Sikorsky’s ongoing pursuit of its next civil rotorcraft has narrowed to concepts in a size class over 4.5t (10,000lb), further distancing the Lockheed Martin company from the light helicopter market after it disposed of the Schweizer brand earlier this year.
The sizing strategy is driven by Sikorsky’s view that its resources and skills are best applied to large and complex rotorcraft systems, says Dana Fiatarone, Sikorsky’s vice-president of commercial systems and services.
“We’re probably going to be north of 10,000lb in the development programme,” Fiatarone says, speaking to journalists on 27 February.
Market stagnation has stifled new product launches in the commercial helicopter industry for several years, but companies are continuing to make investments in anticipation of an eventual recovery.
Bell chief executive Mitch Snyder acknowledged an ongoing development project for a new commercial aircraft during his press conference at the Heli-Expo convention, but declined to provide any details.
Sikorsky has indicated its interest in replacing or supplementing its two flagship commercial products – the 5t-class S-76 and 12t S-92 – for several years. But Fiatarone says that Sikorsky refuses to launch a “me-too” product for the commercial market, meaning that the company wants to look beyond conventional helicopter approaches to speed and cockpit automation. This is a comment that has been often heard from executives in recent times.

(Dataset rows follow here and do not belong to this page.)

impl LivenessCoordinator {
    pub fn new(
        session_id: &str,
        codec: VideoCodec,
        config: &LivenessConfig,
        deps: CoordinatorDeps,
    ) -> Result<Self, EncoderError> {
        let attempt = deps.attempts.count_attempt();
        tracing::info!(session_id, attempt, codec = codec.mime_type(), "starting liveness session");

        let hooks = Arc::new(Hooks {
            transport: Arc::clone(&deps.transport),
            state: OnceLock::new(),
            encoder: OnceLock::new(),
            failure: Mutex::new(None),
            keyframe_requests: AtomicUsize::new(0),
        });

        let encoder = spawn_encoder(
            EncoderConfig {
                format: config.video_format(codec),
                staging_path: staging_path(config, session_id),
                max_muxer_attempts: config.max_muxer_attempts,
            },
            Arc::new(HookRef(Arc::downgrade(&hooks))),
            deps.muxer_factory,
        )?;
        install_once(&hooks.encoder, encoder.clone(), "encoder");

        let state = LivenessState::new(
            session_id,
            config.engine.clone(),
            Arc::clone(&deps.clock),
            deps.scheduler,
            Arc::new(HookRef(Arc::downgrade(&hooks))),
        );
        install_once(&hooks.state, state.clone(), "state");

        Ok(Self {
            hooks,
            state,
            encoder,
            clock: deps.clock,
            target_width: config.engine.target_width,
            mirror: false,
            attempt,
            freshness: Mutex::new(None),
            freshness_complete: Arc::new(AtomicBool::new(false)),
            disconnected: AtomicBool::new(false),
            destroyed: AtomicBool::new(false),
        })
    }

    /// Mirror detector coordinates horizontally, as for a front camera.
    pub fn with_mirroring(mut self, mirror: bool) -> Self {
        self.mirror = mirror;
        self
    }

    pub fn state(&self) -> &LivenessState {
        &self.state
    }

    /// Attempt number of this session within the reset window.
    pub fn attempt(&self) -> u32 {
        self.attempt
    }

    pub fn keyframe_requests(&self) -> usize {
        self.hooks.keyframe_requests.load(Ordering::Relaxed)
    }

    /// Message of the first error that ended the session, if any.
    pub fn failure(&self) -> Option<String> {
        self.hooks
            .failure
            .lock()
            .unwrap_or_else(PoisonError::into_inner)
            .as_ref()
            .map(FaceLivenessError::message)
    }

    /// The service accepted the session and delivered its challenges.
    pub fn on_session_ready(&self, session: FaceLivenessSession) {
        self.state
            .on_liveness_session_ready(session, Arc::clone(&self.hooks.transport));
    }

    /// The service reported an error while the session was open.
    pub fn on_service_error(&self, error: FaceLivenessError) {
        let stop = matches!(error, FaceLivenessError::UnsupportedChallengeType);
        self.hooks.session_error(error, stop);
    }

    /// The service closed the connection after receiving the final events.
    pub fn on_service_disconnected(&self) {
        tracing::info!(session_id = %self.state.session_id(), "service disconnected");
        self.disconnected.store(true, Ordering::SeqCst);
    }

    pub fn cancel(&self) {
        self.hooks.session_error(FaceLivenessError::UserCancelled, true);
    }

    /// Process one camera frame. Returns the freshness colors to paint, if
    /// the color sequence is playing.
    pub async fn process_frame(&self, frame: FrameInput) -> Option<FreshnessColorFrame> {
        if let Some(sample) = frame.sample {
            if let Err(e) = self.encoder.frame(sample) {
                tracing::warn!(error = %e, "encoder unavailable; frame dropped");
            }
        }

        if self.state.on_frame_available() {
            self.state.on_frame_face_count_update(frame.face_count);
            if frame.face_count == 1 {
                if let Some(face) = frame.face {
                    let face = if self.mirror { self.mirrored(face) } else { face };
                    self.state
                        .on_frame_face_update(face.rect, face.left_eye, face.right_eye, face.mouth);
                }
            }
        }

        if self.state.check_state().is_terminal() {
            return None;
        }
        let colors = self.step_freshness();

        if self.freshness_complete.swap(false, Ordering::SeqCst) {
            self.state.on_liveness_challenge_complete();
            if let Err(e) = self.encoder.stop().await {
                tracing::warn!(error = %e, "encoder stop failed");
            }
            self.state.on_full_challenge_complete();
        }
        colors
    }

    /// Resolves once the encoder has handled every frame sent so far.
    pub async fn settle(&self) {
        if let Err(e) = self.encoder.flush().await {
            tracing::debug!(error = %e, "encoder gone");
        }
    }

    fn mirrored(&self, face: DetectedFace) -> DetectedFace {
        DetectedFace {
            rect: mirror_rect(&face.rect, self.target_width),
            left_eye: mirror_landmark(face.left_eye, self.target_width),
            right_eye: mirror_landmark(face.right_eye, self.target_width),
            mouth: mirror_landmark(face.mouth, self.target_width),
        }
    }

    fn step_freshness(&self) -> Option<FreshnessColorFrame> {
        let mut freshness = self.freshness.lock().unwrap_or_else(PoisonError::into_inner);
        if freshness.is_none() {
            if let Some(challenge) = self.state.start_freshness() {
                tracing::info!(
                    challenge_id = %challenge.challenge_id,
                    colors = challenge.colors.len(),
                    "starting color sequence"
                );
                let transport = Arc::clone(&self.hooks.transport);
                let challenge_id = challenge.challenge_id.clone();
                let complete = Arc::clone(&self.freshness_complete);
                *freshness = Some(FreshnessPlayer::new(
                    &challenge.colors,
                    Box::new(move |shown: ColorDisplayed| {
                        transport.send_challenge_response(ChallengeResponseEvent::ColorChallengeResponse {
                            challenge_id: challenge_id.clone(),
                            current_color: shown.current,
                            previous_color: shown.previous,
                            sequence_number: shown.sequence_number,
                            color_start_ms: shown.timestamp_ms,
                        });
                    }),
                    Box::new(move || complete.store(true, Ordering::SeqCst)),
                ));
            }
        }
        freshness
            .as_mut()
            .and_then(|player| player.next_frame(self.clock.now_ms()))
    }

    /// Release the encoder and close the session. Uses the disposed close
    /// code unless the service already disconnected. Idempotent.
    pub async fn destroy(&self) {
        if self.destroyed.swap(true, Ordering::SeqCst) {
            return;
        }
        if let Err(e) = self.encoder.stop().await {
            tracing::debug!(error = %e, "encoder already stopped");
        }
        self.encoder.destroy();
        let close_code = if self.disconnected.load(Ordering::SeqCst) {
            None
        } else {
            Some(CloseCode::Disposed)
        };
        self.state.on_destroy(true, close_code);
    }
}
use serde::Serialize;
use thiserror::Error;

pub type BoxError = Box<dyn std::error::Error + Send + Sync + 'static>;

/// Errors surfaced to the embedding application. Never dropped silently.
#[derive(Error, Debug)]
pub enum FaceLivenessError {
    #[error("Session not found.")]
    SessionNotFound {
        #[source]
        source: Option<BoxError>,
    },
    #[error("Not authorized to perform a face liveness check.")]
    AccessDenied {
        #[source]
        source: Option<BoxError>,
    },
    #[error("Camera permissions have not been granted.")]
    CameraPermissionDenied,
    #[error("Session timed out.")]
    SessionTimedOut {
        #[source]
        source: Option<BoxError>,
    },
    /// Timeout variant raised by the oval-fit guard.
    #[error("Face did not match oval within time limit.")]
    FaceInOvalMatchExceededTimeLimit,
    #[error("The camera failed to produce frames in time.")]
    CameraTimeout,
    #[error("User cancelled the face liveness check.")]
    UserCancelled,
    #[error("Received an unsupported challenge type from the service.")]
    UnsupportedChallengeType,
    #[error("{message}")]
    Other {
        message: String,
        recovery_suggestion: String,
        #[source]
        source: Option<BoxError>,
    },
}

impl FaceLivenessError {
    pub fn other(message: impl Into<String>, recovery_suggestion: impl Into<String>) -> Self {
        Self::Other {
            message: message.into(),
            recovery_suggestion: recovery_suggestion.into(),
            source: None,
        }
    }

    /// Wrap an arbitrary failure (transport, network, codec).
    pub fn wrap(source: impl Into<BoxError>) -> Self {
        let source = source.into();
        Self::Other {
            message: source.to_string(),
            recovery_suggestion: DEFAULT_RECOVERY.to_string(),
            source: Some(source),
        }
    }

    pub fn message(&self) -> String {
        self.to_string()
    }

    pub fn recovery_suggestion(&self) -> &str {
        match self {
            Self::SessionNotFound { .. } => "Enter a valid session ID.",
            Self::AccessDenied { .. } => "Valid credentials are required for the face liveness check.",
            Self::CameraPermissionDenied => "Prompt the user to grant camera permission.",
            Self::SessionTimedOut { .. } | Self::FaceInOvalMatchExceededTimeLimit => {
                "Retry the face liveness check and prompt the user to follow the on screen instructions."
            }
            Self::CameraTimeout => "Check that no other application is using the camera.",
            Self::UserCancelled => DEFAULT_RECOVERY,
            Self::UnsupportedChallengeType => "Update to the latest version of the library.",
            Self::Other {
                recovery_suggestion,
                ..
            } => recovery_suggestion,
        }
    }

    /// Timeouts are retryable; the variant tells the UI which one happened.
    pub fn is_timeout(&self) -> bool {
        matches!(
            self,
            Self::SessionTimedOut { .. } | Self::FaceInOvalMatchExceededTimeLimit | Self::CameraTimeout
        )
    }

    /// Permission problems need user action; retrying alone will not help.
    pub fn is_retryable(&self) -> bool {
        !matches!(
            self,
            Self::CameraPermissionDenied | Self::AccessDenied { .. } | Self::UnsupportedChallengeType
        )
    }

    /// Cancellation ends the session but is not shown as a failure.
    pub fn suppresses_error_ui(&self) -> bool {
        matches!(self, Self::UserCancelled)
    }

    /// Close code sent when this error tears the session down.
    pub fn close_code(&self) -> CloseCode {
        match self {
            Self::UserCancelled => CloseCode::Canceled,
            Self::FaceInOvalMatchExceededTimeLimit => CloseCode::Timeout,
            _ => CloseCode::RuntimeError,
        }
    }
}

const DEFAULT_RECOVERY: &str = "Retry the face liveness check.";

/// Session close codes understood by the verification service.
#[derive(Debug, Clone, Copy, PartialEq, Eq, Serialize)]
pub enum CloseCode {
    Timeout,
    Canceled,
    LostFocus,
    RuntimeError,
    Disposed,
}

impl CloseCode {
    pub fn code(&self) -> u16 {
        match self {
            Self::Timeout => 4001,
            Self::Canceled => 4003,
            Self::LostFocus => 4004,
            Self::RuntimeError => 4005,
            Self::Disposed => 4008,
        }
    }
}
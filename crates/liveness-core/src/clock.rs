use std::sync::atomic::{AtomicI64, Ordering};

/// Wall-clock source in epoch milliseconds.
pub trait Clock: Send + Sync {
    fn now_ms(&self) -> i64;
}

#[derive(Debug, Default, Clone, Copy)]
pub struct SystemClock;

impl Clock for SystemClock {
    fn now_ms(&self) -> i64 {
        chrono::Utc::now().timestamp_millis()
    }
}

/// Clock that only moves when told to. Used for replay and tests.
#[derive(Debug, Default)]
pub struct ManualClock {
    now: AtomicI64,
}

impl ManualClock {
    pub fn new(start_ms: i64) -> Self {
        Self {
            now: AtomicI64::new(start_ms),
        }
    }

    pub fn set(&self, now_ms: i64) {
        self.now.store(now_ms, Ordering::SeqCst);
    }

    pub fn advance(&self, by_ms: i64) {
        self.now.fetch_add(by_ms, Ordering::SeqCst);
    }
}

impl Clock for ManualClock {
    fn now_ms(&self) -> i64 {
        self.now.load(Ordering::SeqCst)
    }
}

For a decade, the company has been developing high-speed rotorcraft for the military, designed around a coaxial rotor system with a pusher propeller for forward thrust – beginning with the Collier Trophy-winning X2 demonstrator.
“I would expect us to take a look at that. I like the idea of X2 technology,” Fiatarone says. “I can see us having a conversation where it makes sense to have some type of that technology going forward.”
Meanwhile, Sikorsky continues to work on the X2’s successors for the military – the S-97 Raider prototype and a collaboration with Boeing on the SB-1 Defiant.
Sikorsky expects to have the S-97 Raider back in testing in late March or early April, following a hard landing last year that damaged a prototype aircraft, Sikorsky chief executive Dan Schultz says. The SB-1 was originally scheduled to fly last year as part of a demonstration for the US Army, but remains in assembly with no announced timeline for first flight.
Sikorsky still has a “bunch of things left to do with Boeing”, Schultz says, without elaborating. The company is also waiting for a gearbox delivery from Northstar, he adds. “We’re still not there yet."
CORRECTION: The S-97 will resume ground testing in late March or early April, not flight testing as previously reported.